With that said, that has been one of the most challenging parts of the journey. It took 10 years to get women, I know you know these stats, to get women-owned companies to get to 2-1/2% of venture capital funding.

Mimi MacLean:
I know, it's crazy.

Angie Tebbe:
And that was a high water mark in 2019 and it's rescinded since then.

Mimi MacLean:
Yeah, because of the pandemic.

Angie Tebbe:
Because of the pandemic. So for all of those reasons, that for me was one of the pieces of the journey that required the most resilience and the most tenacity because after you get 50 nos, 80 nos, a hundred nos and sometimes, it's you, "Shoot, should've learned how to do that better or could've pitched that better."

And some of it is just finding the cohorts that believe in the same things you do or your business model or are at the right stage to invest and where you're at. And so there's a lot of capital out there, but finding that capital is really, really intensive and for sure, one of the most difficult parts of the journey so far.
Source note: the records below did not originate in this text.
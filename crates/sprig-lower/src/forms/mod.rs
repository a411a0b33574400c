//! Special forms.
//!
//! The set of recognised heads is closed: [`SpecialForm::from_name`] is a
//! plain `match`, and anything it does not recognise is lowered as a call.

mod binding;
mod class;
mod control;
mod data;
mod function;
mod interop;
mod loops;
mod module;
mod ops;
mod quote;
mod typedecl;

pub(crate) use ops::Operator;

use crate::context::LoweringContext;
use crate::error::{codes, Result, SprigError};
use rhizome_sprig_ir::{Node, Position, VariableKind};
use rhizome_sprig_sexpr::SExp;

/// Every head symbol with dedicated lowering.
#[derive(Debug, Clone, Copy, PartialEq, Eq)]
pub(crate) enum SpecialForm {
    // binding
    Let,
    Const,
    Var,
    Assign,
    // functions
    Fn,
    FnGenerator,
    Async,
    Arrow,
    Return,
    Yield,
    YieldDelegate,
    Await,
    // control
    If,
    Cond,
    Do,
    Throw,
    Try,
    Switch,
    Label,
    // loops
    Loop,
    Recur,
    While,
    For,
    ForOf,
    ForAwaitOf,
    ForIn,
    Break,
    Continue,
    // data
    Vector,
    EmptyArray,
    HashMap,
    EmptyMap,
    HashSet,
    EmptySet,
    Get,
    New,
    TemplateLiteral,
    Spread,
    // interop
    JsCall,
    JsGet,
    JsSet,
    JsNew,
    JsGetInvoke,
    MethodCall,
    // quoting
    Quote,
    Quasiquote,
    Unquote,
    UnquoteSplicing,
    // declarations
    Class,
    Enum,
    TypeAlias,
    Interface,
    As,
    // modules
    Import,
    Export,
    DynamicImport,
    /// `macro` / `defmacro`: expanded upstream, dropped here.
    Macro,
    Operator(Operator),
}

impl SpecialForm {
    pub(crate) fn from_name(name: &str) -> Option<Self> {
        let form = match name {
            "let" => Self::Let,
            "const" => Self::Const,
            "var" => Self::Var,
            "=" | "set!" => Self::Assign,

            "fn" => Self::Fn,
            "fn*" => Self::FnGenerator,
            "async" => Self::Async,
            "=>" => Self::Arrow,
            "return" => Self::Return,
            "yield" => Self::Yield,
            "yield*" => Self::YieldDelegate,
            "await" => Self::Await,

            "if" => Self::If,
            "cond" => Self::Cond,
            "do" => Self::Do,
            "throw" => Self::Throw,
            "try" => Self::Try,
            "switch" => Self::Switch,
            "label" => Self::Label,

            "loop" => Self::Loop,
            "recur" => Self::Recur,
            "while" => Self::While,
            "for" => Self::For,
            "for-of" => Self::ForOf,
            "for-await-of" => Self::ForAwaitOf,
            "for-in" => Self::ForIn,
            "break" => Self::Break,
            "continue" => Self::Continue,

            "vector" => Self::Vector,
            "empty-array" => Self::EmptyArray,
            "hash-map" => Self::HashMap,
            "empty-map" => Self::EmptyMap,
            "hash-set" => Self::HashSet,
            "empty-set" => Self::EmptySet,
            "get" => Self::Get,
            "new" => Self::New,
            "template-literal" => Self::TemplateLiteral,
            "..." => Self::Spread,

            "js-call" => Self::JsCall,
            "js-get" => Self::JsGet,
            "js-set" => Self::JsSet,
            "js-new" => Self::JsNew,
            "js-get-invoke" => Self::JsGetInvoke,
            "method-call" => Self::MethodCall,

            "quote" => Self::Quote,
            "quasiquote" => Self::Quasiquote,
            "unquote" => Self::Unquote,
            "unquote-splicing" => Self::UnquoteSplicing,

            "class" => Self::Class,
            "enum" => Self::Enum,
            "type" | "deftype" => Self::TypeAlias,
            "interface" => Self::Interface,
            "as" => Self::As,

            "import" => Self::Import,
            "export" => Self::Export,
            "dynamic-import" => Self::DynamicImport,

            "macro" | "defmacro" => Self::Macro,

            _ => return Operator::from_name(name).map(Self::Operator),
        };
        Some(form)
    }
}

/// A special-form occurrence: the whole list, its head and its arguments.
pub(crate) struct Form<'a> {
    pub node: &'a SExp,
    pub name: &'a str,
    pub args: &'a [SExp],
}

impl<'a> Form<'a> {
    pub fn position(&self) -> Option<Position> {
        self.node.position.clone()
    }

    pub fn pos(&self) -> Option<&Position> {
        self.node.position.as_ref()
    }

    /// A validation error located at this form.
    pub fn invalid(&self, message: impl Into<String>) -> SprigError {
        SprigError::validation(message).at(self.position())
    }

    /// A validation error located at `node`, or at this form if `node` has
    /// no position.
    pub fn invalid_at(&self, node: &SExp, message: impl Into<String>) -> SprigError {
        SprigError::validation(message).at(node.position.clone().or_else(|| self.position()))
    }

    pub fn exactly(&self, n: usize) -> Result<()> {
        if self.args.len() == n {
            return Ok(());
        }
        Err(self.arity_error(format!(
            "'{}' requires exactly {} argument{}, got {}",
            self.name,
            n,
            plural(n),
            self.args.len()
        )))
    }

    pub fn at_least(&self, n: usize) -> Result<()> {
        if self.args.len() >= n {
            return Ok(());
        }
        Err(self.arity_error(format!(
            "'{}' requires at least {} argument{}, got {}",
            self.name,
            n,
            plural(n),
            self.args.len()
        )))
    }

    pub fn between(&self, min: usize, max: usize) -> Result<()> {
        if (min..=max).contains(&self.args.len()) {
            return Ok(());
        }
        Err(self.arity_error(format!(
            "'{}' requires {} to {} arguments, got {}",
            self.name,
            min,
            max,
            self.args.len()
        )))
    }

    fn arity_error(&self, message: String) -> SprigError {
        self.invalid(message).with_code(codes::FORM_ARITY)
    }

    /// The symbol at `index`, or a validation error describing `what`.
    pub fn symbol(&self, index: usize, what: &str) -> Result<&'a str> {
        let arg = self.args.get(index).ok_or_else(|| {
            self.arity_error(format!("'{}' requires {}", self.name, what))
        })?;
        arg.as_symbol()
            .ok_or_else(|| self.invalid_at(arg, format!("Invalid {} in '{}': {}", what, self.name, arg)))
    }
}

fn plural(n: usize) -> &'static str {
    if n == 1 {
        ""
    } else {
        "s"
    }
}

/// Elements of a binding vector: `(vector a 1 b 2)` or `(a 1 b 2)`.
pub(crate) fn binding_items(node: &SExp) -> Option<&[SExp]> {
    let items = node.as_list()?;
    match node.head_symbol() {
        Some("vector") | Some("empty-array") => Some(&items[1..]),
        _ => Some(items),
    }
}

impl LoweringContext {
    pub(crate) fn lower_special(&mut self, special: SpecialForm, form: &Form<'_>) -> Result<Option<Node>> {
        let node = match special {
            SpecialForm::Let | SpecialForm::Const => self.lower_binding(form, VariableKind::Const)?,
            SpecialForm::Var => self.lower_binding(form, VariableKind::Let)?,
            SpecialForm::Assign => self.lower_assign(form)?,

            SpecialForm::Fn => self.lower_fn(form, function::Flavor::default())?,
            SpecialForm::FnGenerator => self.lower_fn(
                form,
                function::Flavor {
                    is_generator: true,
                    ..Default::default()
                },
            )?,
            SpecialForm::Async => self.lower_async(form)?,
            SpecialForm::Arrow => self.lower_arrow(form, false)?,
            SpecialForm::Return => self.lower_return(form)?,
            SpecialForm::Yield => self.lower_yield(form, false)?,
            SpecialForm::YieldDelegate => self.lower_yield(form, true)?,
            SpecialForm::Await => self.lower_await(form)?,

            SpecialForm::If => self.lower_if(form)?,
            SpecialForm::Cond => self.lower_cond(form)?,
            SpecialForm::Do => self.lower_do(form)?,
            SpecialForm::Throw => self.lower_throw(form)?,
            SpecialForm::Try => self.lower_try(form)?,
            SpecialForm::Switch => self.lower_switch(form)?,
            SpecialForm::Label => self.lower_label(form)?,

            SpecialForm::Loop => self.lower_loop(form)?,
            SpecialForm::Recur => self.lower_recur(form)?,
            SpecialForm::While => self.lower_while(form)?,
            SpecialForm::For => self.lower_for(form)?,
            SpecialForm::ForOf => self.lower_for_of(form, false)?,
            SpecialForm::ForAwaitOf => self.lower_for_of(form, true)?,
            SpecialForm::ForIn => self.lower_for_in(form)?,
            SpecialForm::Break => self.lower_jump(form, true)?,
            SpecialForm::Continue => self.lower_jump(form, false)?,

            SpecialForm::Vector => self.lower_vector(form)?,
            SpecialForm::EmptyArray => {
                form.exactly(0)?;
                Node::array(Vec::new())
            }
            SpecialForm::HashMap => self.lower_hash_map(form)?,
            SpecialForm::EmptyMap => {
                form.exactly(0)?;
                Node::object(Vec::new())
            }
            SpecialForm::HashSet => self.lower_hash_set(form)?,
            SpecialForm::EmptySet => {
                form.exactly(0)?;
                Node::new_expr(Node::ident("Set"), Vec::new())
            }
            SpecialForm::Get => self.lower_get(form)?,
            SpecialForm::New => self.lower_new(form)?,
            SpecialForm::TemplateLiteral => self.lower_template(form)?,
            SpecialForm::Spread => {
                form.exactly(1)?;
                Node::spread(self.lower_expr(&form.args[0])?)
            }

            SpecialForm::JsCall | SpecialForm::MethodCall => self.lower_js_call(form)?,
            SpecialForm::JsGet => self.lower_js_get(form)?,
            SpecialForm::JsSet => self.lower_js_set(form)?,
            SpecialForm::JsNew => self.lower_new(form)?,
            SpecialForm::JsGetInvoke => self.lower_js_get_invoke(form)?,

            SpecialForm::Quote => self.lower_quote(form)?,
            SpecialForm::Quasiquote => self.lower_quasiquote(form)?,
            SpecialForm::Unquote | SpecialForm::UnquoteSplicing => {
                return Err(form
                    .invalid(format!("'{}' used outside of quasiquote", form.name))
                    .with_code(codes::MISPLACED_FORM))
            }

            SpecialForm::Class => self.lower_class(form)?,
            SpecialForm::Enum => self.lower_enum(form)?,
            SpecialForm::TypeAlias => self.lower_type_alias(form)?,
            SpecialForm::Interface => self.lower_interface(form)?,
            SpecialForm::As => self.lower_as(form)?,

            SpecialForm::Import => self.lower_import(form)?,
            SpecialForm::Export => self.lower_export(form)?,
            SpecialForm::DynamicImport => self.lower_dynamic_import(form)?,

            SpecialForm::Macro => {
                tracing::debug!(form = %form.name, "dropping macro definition");
                return Ok(None);
            }

            SpecialForm::Operator(op) => self.lower_operator(form, op)?,
        };
        Ok(Some(node.or_at(form.pos())))
    }
}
You Have To Love The Process

Mimi MacLean:
Well, congratulations. That's exciting. Yeah, it's very time consuming, right? It's the time that you spend doing that, you're taking the eye off the ball of growing your company and people don't realize. It probably took you a lot of time to find. So just can you touch on that a little bit? Is it like a hundred to one? What would you say that ratio is? 'Cause they always say like marketing, it's like someone has to hear something seven times before they actually sinks in, or you have to ask a customer 10 times before one says, yes? What did you find that there was a kind of ... I've heard it's like a hundred to one typically.

Angie Tebbe:
Is that what you've heard? It's a hundred to one?

Mimi MacLean:
Yeah.

Angie Tebbe:
I do believe it's different for everyone. I can speak to my own experience. And when you get that first yes, and you get someone fully committed to what you're creating, they have cohorts of other investors, right? And it's almost like a lot of nos and when that first domino falls, then things start to happen.

Mimi MacLean:
Yep-

Angie Tebbe:
And then you start to see the momentum, right? And so I don't know what the right numbers are, but for us, it's probably about that, a hundred to one ratio. But then once that one came-

Mimi MacLean:
Well, no one wants to be the first yes.

Angie Tebbe:
Yeah, exactly, exactly.

Mimi MacLean:
No one ever wants to be that first yes ever.

Angie Tebbe:
Yeah, yeah.

Mimi MacLean:
And they want to see who else is coming in before they go in, correct. So talk about your employees, have you been able to outsource a lot of it? Do you actually have full-time employees, and that managing that aspect of your business?

Angie Tebbe:
Yeah, we have full-time employees. So our team is in the teens and really that has been such a big enabler of our growth. We had a million customers our first year. At $15, you got to work really, really quick and fast to get that amount of consumers and so that required a team and we knew that. We also wanted to make sure that we manifested authenticity. So we didn't use a lot of agencies upfront to kind of create, to your point, media plans and our channel plans. From a marketing perspective, we hired.

Angie Tebbe:
And how we thought about the team and how we continue to think about the team is to be successful and to live a super authentic culture, the first thing you have to do in my mind is make sure that every single human is a mission-aligned person, understands the mission of the company and is super aligned to that. I worked on projects where I wasn't kind of aligned to the end result and I didn't do my best work. And so that is the most important part is that they have a believability around wellbeing for all and what that looks like.

Angie Tebbe:
The second piece is making sure that they have a really good perspective on personal and professional together. And what I mean by that is ... I don't like the word balance, work-life balance. I feel like that indicates a math equation, but they understand personally and professionally their why and what's important to them because in a startup, you who can work 150 hours a week. And so we want to make sure that people understand their personal why as much as their professional why so that we can walk the walk around wellbeing with each other and for each other.

Angie Tebbe:
Lastly, of course, experience, right human in the right role, but those first two filters have really allowed us to kind of hit home runs in terms of talent. When you are so critically aligned to the why and everything that the company is doing, people show up and do their best work. That's kind of how we think about talent broadly at Rae.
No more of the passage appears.